Once dismissive of reconsolidation, LeDoux now researches the phenomenon in rats and is attempting a clinical study that will have people with long-standing PTSD take propranolol immediately after they have an unprompted flashback. But recruiting subjects has been difficult because he needs people who aren’t taking antidepressants or anti-anxiety medications. That rules out a lot of those with PTSD.

LeDoux was discouraged by the results of an earlier experiment in which he gave propranolol to people conditioned to have an adverse reaction to a blue square after receiving a mild shock. Although 24 hours later, those who’d received the beta-blocker reacted less strongly to the sight of the square, their fear ultimately returned. “It’s much easier to study reconsolidation in animals,” says LeDoux. “People can willfully regulate their amygdalas to counteract fear by thinking of other things, so maybe this isn’t a good way to gauge reconsolidation.”

Of course, the problem with reconsolidation experiments could be more fundamental. “Maybe reconsolidation is more complicated than it first seemed,” says LeDoux, and for now, at least, that’s what memory pioneer McGaugh has concluded.

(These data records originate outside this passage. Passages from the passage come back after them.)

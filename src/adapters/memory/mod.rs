pub mod record_store;

pub use record_store::*;
use async_trait::async_trait;
use serde_json::Value;

use super::{CmsClient, DataItemEnvelope, DataItemsEnvelope};
use crate::ports::{RecordPage, RecordStore, StoreResult};

/// `RecordStore` backed by the CMS collections API.
#[derive(Clone)]
pub struct HttpRecordStore {
    client: CmsClient,
}

impl HttpRecordStore {
    pub fn new(client: CmsClient) -> Self {
        Self { client }
    }

    fn items_path(collection: &str) -> String {
        format!("/collections/{}/items", urlencoding::encode(collection))
    }

    fn item_path(collection: &str, id: &str) -> String {
        format!(
            "{}/{}",
            Self::items_path(collection),
            urlencoding::encode(id)
        )
    }
}

#[async_trait]
impl RecordStore for HttpRecordStore {
    async fn create(&self, collection: &str, record: Value) -> StoreResult<Value> {
        let path = Self::items_path(collection);
        tracing::debug!("POST {} to {}", path, self.client.base_url());

        let body = DataItemEnvelope { data_item: record };
        let created: DataItemEnvelope<Value> = self.client.post(&path, &body).await?;
        Ok(created.data_item)
    }

    async fn get_by_id(&self, collection: &str, id: &str) -> StoreResult<Option<Value>> {
        let path = Self::item_path(collection, id);

        let found: Option<DataItemEnvelope<Value>> = self.client.get(&path).await?;
        Ok(found.map(|envelope| envelope.data_item))
    }

    async fn get_all(&self, collection: &str) -> StoreResult<RecordPage<Value>> {
        let path = Self::items_path(collection);

        let page: Option<DataItemsEnvelope> = self.client.get(&path).await?;
        // A missing collection reads as an empty one
        let Some(page) = page else {
            tracing::warn!("Collection {} not found, treating as empty", collection);
            return Ok(RecordPage::new(Vec::new()));
        };

        let total_count = page.total_count.unwrap_or(page.data_items.len());
        Ok(RecordPage {
            items: page.data_items,
            total_count,
        })
    }
}

#[cfg(test)]
mod tests {
    use super::*;
    use crate::ports::StoreError;
    use serde_json::json;
    use std::time::Duration;
    use wiremock::matchers::{body_json, header, method, path};
    use wiremock::{Mock, MockServer, ResponseTemplate};

    fn store_for(server: &MockServer, api_key: Option<&str>) -> HttpRecordStore {
        let client = CmsClient::new(
            &server.uri(),
            api_key.map(str::to_string),
            Duration::from_secs(5),
        )
        .unwrap();
        HttpRecordStore::new(client)
    }

    #[tokio::test]
    async fn test_create_posts_envelope_with_bearer_key() {
        let server = MockServer::start().await;
        let record = json!({ "_id": "s1", "name": "Jane Doe", "status": "new" });

        Mock::given(method("POST"))
            .and(path("/collections/contactsubmissions/items"))
            .and(header("authorization", "Bearer secret"))
            .and(body_json(json!({ "dataItem": record.clone() })))
            .respond_with(ResponseTemplate::new(200).set_body_json(json!({ "dataItem": record.clone() })))
            .expect(1)
            .mount(&server)
            .await;

        let store = store_for(&server, Some("secret"));
        let created = store.create("contactsubmissions", record.clone()).await.unwrap();
        assert_eq!(created, record);
    }

    #[tokio::test]
    async fn test_get_by_id_found() {
        let server = MockServer::start().await;
        Mock::given(method("GET"))
            .and(path("/collections/projects/items/p1"))
            .respond_with(
                ResponseTemplate::new(200)
                    .set_body_json(json!({ "dataItem": { "_id": "p1", "projectName": "Churn" } })),
            )
            .mount(&server)
            .await;

        let store = store_for(&server, None);
        let found = store.get_by_id("projects", "p1").await.unwrap().unwrap();
        assert_eq!(found["projectName"], "Churn");
    }

    #[tokio::test]
    async fn test_get_by_id_404_is_none() {
        let server = MockServer::start().await;
        Mock::given(method("GET"))
            .and(path("/collections/projects/items/missing"))
            .respond_with(ResponseTemplate::new(404))
            .mount(&server)
            .await;

        let store = store_for(&server, None);
        assert_eq!(store.get_by_id("projects", "missing").await.unwrap(), None);
    }

    #[tokio::test]
    async fn test_id_is_percent_encoded() {
        let server = MockServer::start().await;
        Mock::given(method("GET"))
            .and(path("/collections/projects/items/a%20b"))
            .respond_with(ResponseTemplate::new(200).set_body_json(json!({ "dataItem": { "_id": "a b" } })))
            .expect(1)
            .mount(&server)
            .await;

        let store = store_for(&server, None);
        assert!(store.get_by_id("projects", "a b").await.unwrap().is_some());
    }

    #[tokio::test]
    async fn test_get_all_keeps_order_and_count() {
        let server = MockServer::start().await;
        Mock::given(method("GET"))
            .and(path("/collections/projects/items"))
            .respond_with(ResponseTemplate::new(200).set_body_json(json!({
                "dataItems": [{ "_id": "b" }, { "_id": "a" }],
                "totalCount": 2
            })))
            .mount(&server)
            .await;

        let store = store_for(&server, None);
        let page = store.get_all("projects").await.unwrap();
        assert_eq!(page.total_count, 2);
        assert_eq!(page.items[0]["_id"], "b");
        assert_eq!(page.items[1]["_id"], "a");
    }

    #[tokio::test]
    async fn test_status_mapping() {
        let server = MockServer::start().await;
        Mock::given(method("POST"))
            .and(path("/collections/rejected/items"))
            .respond_with(ResponseTemplate::new(422).set_body_string("email required"))
            .mount(&server)
            .await;
        Mock::given(method("POST"))
            .and(path("/collections/locked/items"))
            .respond_with(ResponseTemplate::new(401))
            .mount(&server)
            .await;
        Mock::given(method("POST"))
            .and(path("/collections/busy/items"))
            .respond_with(ResponseTemplate::new(429).insert_header("retry-after", "7"))
            .mount(&server)
            .await;
        Mock::given(method("POST"))
            .and(path("/collections/down/items"))
            .respond_with(ResponseTemplate::new(503))
            .mount(&server)
            .await;

        let store = store_for(&server, None);
        let record = json!({ "_id": "x" });

        assert_eq!(
            store.create("rejected", record.clone()).await.unwrap_err(),
            StoreError::ValidationRejected("email required".to_string())
        );
        assert!(matches!(
            store.create("locked", record.clone()).await.unwrap_err(),
            StoreError::Authentication(_)
        ));
        assert_eq!(
            store.create("busy", record.clone()).await.unwrap_err(),
            StoreError::RateLimit(7)
        );
        assert!(matches!(
            store.create("down", record).await.unwrap_err(),
            StoreError::StoreUnavailable(_)
        ));
    }

    #[tokio::test]
    async fn test_hung_request_times_out_as_unavailable() {
        let server = MockServer::start().await;
        Mock::given(method("GET"))
            .and(path("/collections/projects/items"))
            .respond_with(ResponseTemplate::new(200).set_delay(Duration::from_secs(2)))
            .mount(&server)
            .await;

        let client = CmsClient::new(&server.uri(), None, Duration::from_millis(100)).unwrap();
        let store = HttpRecordStore::new(client);
        assert!(matches!(
            store.get_all("projects").await.unwrap_err(),
            StoreError::StoreUnavailable(_)
        ));
    }

    #[tokio::test]
    async fn test_unreachable_store_is_unavailable() {
        let client = CmsClient::new("http://127.0.0.1:1", None, Duration::from_secs(1)).unwrap();
        let store = HttpRecordStore::new(client);
        assert!(matches!(
            store.get_all("projects").await.unwrap_err(),
            StoreError::StoreUnavailable(_)
        ));
    }
}
use async_trait::async_trait;
#[cfg(test)]
use mockall::automock;
use serde::{Deserialize, Serialize};
use serde_json::Value;
use thiserror::Error;

#[derive(Error, Debug, Clone, PartialEq)]
pub enum StoreError {
    #[error("Store unavailable: {0}")]
    StoreUnavailable(String),

    #[error("Record rejected: {0}")]
    ValidationRejected(String),

    #[error("Authentication failed: {0}")]
    Authentication(String),

    #[error("Not found: {0}")]
    NotFound(String),

    #[error("Rate limited: retry after {0} seconds")]
    RateLimit(u64),

    #[error("API error: {0}")]
    Api(String),

    #[error("Serialization error: {0}")]
    Serialization(String),
}

pub type StoreResult<T> = Result<T, StoreError>;

/// Every record of a collection, in the order the store returned them.
#[derive(Debug, Clone, PartialEq, Serialize, Deserialize)]
pub struct RecordPage<T> {
    pub items: Vec<T>,
    pub total_count: usize,
}

impl<T> RecordPage<T> {
    pub fn new(items: Vec<T>) -> Self {
        let total_count = items.len();
        Self { items, total_count }
    }

    pub fn is_empty(&self) -> bool {
        self.items.is_empty()
    }
}

/// Create/read access to the named collections of the content store.
///
/// Records cross this boundary as JSON objects; typed access lives in
/// `SiteService`.
#[cfg_attr(test, automock)]
#[async_trait]
pub trait RecordStore: Send + Sync {
    async fn create(&self, collection: &str, record: Value) -> StoreResult<Value>;

    /// `Ok(None)` when no record carries `id`.
    async fn get_by_id(&self, collection: &str, id: &str) -> StoreResult<Option<Value>>;

    async fn get_all(&self, collection: &str) -> StoreResult<RecordPage<Value>>;
}
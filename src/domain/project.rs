use chrono::{DateTime, NaiveDate};
use serde::{Deserialize, Serialize};
use std::fmt;

use super::Record;

pub const NO_DATA: &str = "No data";

#[derive(Debug, Clone, PartialEq, Eq, Hash, Serialize, Deserialize)]
pub struct ProjectId(pub String);

impl fmt::Display for ProjectId {
    fn fmt(&self, f: &mut fmt::Formatter<'_>) -> fmt::Result {
        write!(f, "{}", self.0)
    }
}

impl From<String> for ProjectId {
    fn from(s: String) -> Self {
        ProjectId(s)
    }
}

impl From<&str> for ProjectId {
    fn from(s: &str) -> Self {
        ProjectId(s.to_string())
    }
}

/// One portfolio case study, as stored in the `projects` collection.
#[derive(Debug, Clone, PartialEq, Serialize, Deserialize)]
#[serde(rename_all = "camelCase")]
pub struct Project {
    #[serde(rename = "_id")]
    pub id: ProjectId,
    #[serde(rename = "projectName", default, skip_serializing_if = "Option::is_none")]
    pub name: Option<String>,
    #[serde(default, skip_serializing_if = "Option::is_none")]
    pub short_description: Option<String>,
    #[serde(rename = "projectImage", default, skip_serializing_if = "Option::is_none")]
    pub image: Option<String>,
    #[serde(default, skip_serializing_if = "Option::is_none")]
    pub methodology: Option<String>,
    #[serde(default, skip_serializing_if = "Option::is_none")]
    pub results: Option<String>,
    #[serde(default, skip_serializing_if = "Option::is_none")]
    pub technologies_used: Option<String>,
    #[serde(
        default,
        with = "cms_date",
        skip_serializing_if = "Option::is_none"
    )]
    pub project_date: Option<NaiveDate>,
    #[serde(rename = "projectUrl", default, skip_serializing_if = "Option::is_none")]
    pub url: Option<String>,
}

impl Record for Project {
    const COLLECTION: &'static str = "projects";
}

impl Project {
    pub fn display_name(&self) -> &str {
        non_blank(&self.name).unwrap_or(NO_DATA)
    }

    pub fn display_description(&self) -> &str {
        non_blank(&self.short_description).unwrap_or(NO_DATA)
    }

    pub fn technologies(&self) -> Option<&str> {
        non_blank(&self.technologies_used)
    }

    pub fn methodology(&self) -> Option<&str> {
        non_blank(&self.methodology)
    }

    pub fn results(&self) -> Option<&str> {
        non_blank(&self.results)
    }

    pub fn external_url(&self) -> Option<&str> {
        non_blank(&self.url)
    }

    pub fn image(&self) -> Option<&str> {
        non_blank(&self.image)
    }

    /// Format the project date as "March 2024", or an empty string when absent
    pub fn date_display(&self) -> String {
        self.project_date
            .map(|date| date.format("%B %Y").to_string())
            .unwrap_or_default()
    }
}

fn non_blank(value: &Option<String>) -> Option<&str> {
    value.as_deref().map(str::trim).filter(|v| !v.is_empty())
}

/// The store hands dates back as `YYYY-MM-DD`, as full RFC 3339 timestamps,
/// or wrapped as `{"$date": "..."}`. Anything else reads as absent.
mod cms_date {
    use chrono::NaiveDate;
    use serde::{Deserialize, Deserializer, Serializer};
    use serde_json::Value;

    pub fn serialize<S>(date: &Option<NaiveDate>, serializer: S) -> Result<S::Ok, S::Error>
    where
        S: Serializer,
    {
        match date {
            Some(date) => serializer.serialize_str(&date.format("%Y-%m-%d").to_string()),
            None => serializer.serialize_none(),
        }
    }

    pub fn deserialize<'de, D>(deserializer: D) -> Result<Option<NaiveDate>, D::Error>
    where
        D: Deserializer<'de>,
    {
        let value = Option::<Value>::deserialize(deserializer)?;
        Ok(value.as_ref().and_then(parse_value))
    }

    fn parse_value(value: &Value) -> Option<NaiveDate> {
        match value {
            Value::String(s) => super::parse_date(s),
            Value::Object(map) => map.get("$date").and_then(parse_value),
            _ => None,
        }
    }
}

fn parse_date(raw: &str) -> Option<NaiveDate> {
    let raw = raw.trim();
    DateTime::parse_from_rfc3339(raw)
        .map(|dt| dt.date_naive())
        .ok()
        .or_else(|| NaiveDate::parse_from_str(raw, "%Y-%m-%d").ok())
}
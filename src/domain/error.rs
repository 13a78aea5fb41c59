use thiserror::Error;

#[derive(Error, Debug, Clone, PartialEq)]
pub enum DomainError {
    #[error("Required field missing: {0}")]
    MissingField(String),

    #[error("Invalid email address: {0}")]
    InvalidEmail(String),

    #[error("Unknown route: {0}")]
    InvalidRoute(String),

    #[error("Invalid identifier: {0}")]
    InvalidId(String),
}

pub type DomainResult<T> = Result<T, DomainError>;
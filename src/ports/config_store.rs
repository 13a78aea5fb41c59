use async_trait::async_trait;
use thiserror::Error;

use crate::domain::SiteProfile;

#[derive(Error, Debug, Clone, PartialEq)]
pub enum ConfigError {
    #[error("Failed to read configuration: {0}")]
    ReadError(String),

    #[error("Failed to write configuration: {0}")]
    WriteError(String),

    #[error("Invalid configuration format: {0}")]
    InvalidFormat(String),
}

pub type ConfigResult<T> = Result<T, ConfigError>;

#[derive(Debug, Clone, PartialEq)]
pub struct AppConfig {
    pub store_url: Option<String>,
    pub api_key: Option<String>,
    pub request_timeout_seconds: u64,
    /// Logical pixels covered by one terminal row
    pub px_per_row: u16,
    /// Logical pixels covered by one terminal column
    pub px_per_col: u16,
    pub profile: SiteProfile,
}

impl Default for AppConfig {
    fn default() -> Self {
        Self {
            store_url: None,
            api_key: None,
            request_timeout_seconds: 30,
            px_per_row: 16,
            px_per_col: 8,
            profile: SiteProfile::default(),
        }
    }
}

#[async_trait]
pub trait ConfigStore: Send + Sync {
    async fn load_config(&self) -> ConfigResult<AppConfig>;
    async fn save_config(&self, config: &AppConfig) -> ConfigResult<()>;
    async fn get_api_key(&self) -> ConfigResult<Option<String>>;
    async fn set_api_key(&self, key: &str) -> ConfigResult<()>;
}
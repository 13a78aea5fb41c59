use serde::{de::DeserializeOwned, Serialize};

/// A flat record stored in a named collection of the content store.
pub trait Record: Serialize + DeserializeOwned + Send + Sync + 'static {
    /// Collection the record lives in.
    const COLLECTION: &'static str;
}
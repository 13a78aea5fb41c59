use crate::{
    domain::SiteProfile,
    ports::{AppConfig, ConfigError, ConfigResult, ConfigStore},
};
use async_trait::async_trait;
use serde::{Deserialize, Serialize};
use std::path::{Path, PathBuf};
use tokio::{fs, io::AsyncWriteExt};

const APP_NAME: &str = "portfolio-cli";
const KEYRING_USER: &str = "api_key";

#[derive(Debug, Default, Serialize, Deserialize)]
struct ConfigFile {
    store_url: Option<String>,
    request_timeout_seconds: Option<u64>,
    px_per_row: Option<u16>,
    px_per_col: Option<u16>,
    profile: Option<SiteProfile>,
}

pub struct FileConfigStore {
    config_path: PathBuf,
    /// `None` keeps the API key in the token file only
    keyring_service: Option<String>,
}

impl FileConfigStore {
    pub fn new() -> ConfigResult<Self> {
        let config_dir = dirs::config_dir().ok_or_else(|| {
            ConfigError::ReadError("Cannot determine config directory".to_string())
        })?;

        Ok(Self {
            config_path: config_dir.join(APP_NAME).join("config.json"),
            keyring_service: Some(APP_NAME.to_string()),
        })
    }

    /// Store rooted at an explicit config file, without keyring access.
    pub fn with_path(config_path: impl Into<PathBuf>) -> Self {
        Self {
            config_path: config_path.into(),
            keyring_service: None,
        }
    }

    pub fn config_path(&self) -> &Path {
        &self.config_path
    }

    async fn ensure_config_dir(&self) -> ConfigResult<()> {
        if let Some(parent) = self.config_path.parent() {
            fs::create_dir_all(parent)
                .await
                .map_err(|e| ConfigError::WriteError(e.to_string()))?;
        }
        Ok(())
    }

    fn key_file_path(&self) -> PathBuf {
        self.config_path
            .parent()
            .map(|dir| dir.join(".api_key"))
            .unwrap_or_else(|| PathBuf::from(".api_key"))
    }

    async fn get_key_from_file(&self) -> ConfigResult<Option<String>> {
        match fs::read_to_string(self.key_file_path()).await {
            Ok(key) => {
                let key = key.trim().to_string();
                Ok((!key.is_empty()).then_some(key))
            }
            Err(_) => Ok(None),
        }
    }

    async fn set_key_in_file(&self, key: &str) -> ConfigResult<()> {
        self.ensure_config_dir().await?;
        let key_path = self.key_file_path();

        let mut options = fs::OpenOptions::new();
        options.write(true).create(true).truncate(true);
        #[cfg(unix)]
        options.mode(0o600);

        let mut file = options
            .open(&key_path)
            .await
            .map_err(|e| ConfigError::WriteError(e.to_string()))?;

        // `mode` only applies on creation; tighten a file left by an older run
        // before the key goes in
        #[cfg(unix)]
        {
            use std::os::unix::fs::PermissionsExt;
            file.set_permissions(std::fs::Permissions::from_mode(0o600))
                .await
                .map_err(|e| ConfigError::WriteError(e.to_string()))?;
        }

        file.write_all(key.as_bytes())
            .await
            .map_err(|e| ConfigError::WriteError(e.to_string()))?;
        file.flush()
            .await
            .map_err(|e| ConfigError::WriteError(e.to_string()))?;

        Ok(())
    }

    fn keyring_entry(&self) -> Option<keyring::Entry> {
        let service = self.keyring_service.as_ref()?;
        match keyring::Entry::new(service, KEYRING_USER) {
            Ok(entry) => Some(entry),
            Err(e) => {
                tracing::warn!("Keyring service not available ({}), using file storage", e);
                None
            }
        }
    }
}

/// A zero timeout fails every request and a zero pixel scale divides by zero.
fn non_zero<T>(name: &str, value: Option<T>, default: T) -> ConfigResult<T>
where
    T: Default + PartialEq,
{
    match value {
        Some(value) if value == T::default() => Err(ConfigError::InvalidFormat(format!(
            "{name} must be greater than zero"
        ))),
        Some(value) => Ok(value),
        None => Ok(default),
    }
}

#[async_trait]
impl ConfigStore for FileConfigStore {
    async fn load_config(&self) -> ConfigResult<AppConfig> {
        let config_file = match fs::read_to_string(&self.config_path).await {
            Ok(content) => serde_json::from_str::<ConfigFile>(&content)
                .map_err(|e| ConfigError::InvalidFormat(e.to_string()))?,
            Err(_) => {
                tracing::debug!("No config at {}, using defaults", self.config_path.display());
                ConfigFile::default()
            }
        };

        let defaults = AppConfig::default();
        Ok(AppConfig {
            store_url: config_file.store_url,
            api_key: self.get_api_key().await?,
            request_timeout_seconds: non_zero(
                "request_timeout_seconds",
                config_file.request_timeout_seconds,
                defaults.request_timeout_seconds,
            )?,
            px_per_row: non_zero("px_per_row", config_file.px_per_row, defaults.px_per_row)?,
            px_per_col: non_zero("px_per_col", config_file.px_per_col, defaults.px_per_col)?,
            profile: config_file.profile.unwrap_or(defaults.profile),
        })
    }

    async fn save_config(&self, config: &AppConfig) -> ConfigResult<()> {
        self.ensure_config_dir().await?;

        let config_file = ConfigFile {
            store_url: config.store_url.clone(),
            request_timeout_seconds: Some(config.request_timeout_seconds),
            px_per_row: Some(config.px_per_row),
            px_per_col: Some(config.px_per_col),
            profile: Some(config.profile.clone()),
        };

        let content = serde_json::to_string_pretty(&config_file)
            .map_err(|e| ConfigError::WriteError(e.to_string()))?;

        fs::write(&self.config_path, content)
            .await
            .map_err(|e| ConfigError::WriteError(e.to_string()))?;

        // The key never goes into config.json
        if let Some(key) = &config.api_key {
            self.set_api_key(key).await?;
        }

        Ok(())
    }

    async fn get_api_key(&self) -> ConfigResult<Option<String>> {
        if let Some(entry) = self.keyring_entry() {
            match entry.get_password() {
                Ok(key) => return Ok(Some(key)),
                Err(keyring::Error::NoEntry) => {}
                Err(e) => {
                    tracing::warn!("Keyring read failed ({}), falling back to file storage", e);
                }
            }
        }

        self.get_key_from_file().await
    }

    async fn set_api_key(&self, key: &str) -> ConfigResult<()> {
        if let Some(entry) = self.keyring_entry() {
            match entry.set_password(key) {
                Ok(()) => return Ok(()),
                Err(e) => {
                    tracing::warn!("Failed to store in keyring ({}), falling back to file storage", e);
                }
            }
        }

        self.set_key_in_file(key).await
    }
}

Although other laboratories have confirmed the basic findings of reconsolidation, his laboratory and others have been unable to replicate the results of Nader’s experiments, and some who’ve had partial success have found that the fear memory is only temporarily extinguished. “Reconsolidation is a controversial theory right now,” says McGaugh. “It will take at least a few years before we know whether it really happens.”

Pitman, who has spent his career studying PTSD, acknowledges that it’s possible that reconsolidation of traumatic memories doesn’t occur. “That turns out to be the case for many things we try in medicine,” he says. “But based on how patients in the Montreal study have responded to propranolol, we are off to a good start. Sooner or later we may well find a drug that can prevent PTSD or at least reduce the intensity of the memories to a level that a person can more easily live with them.”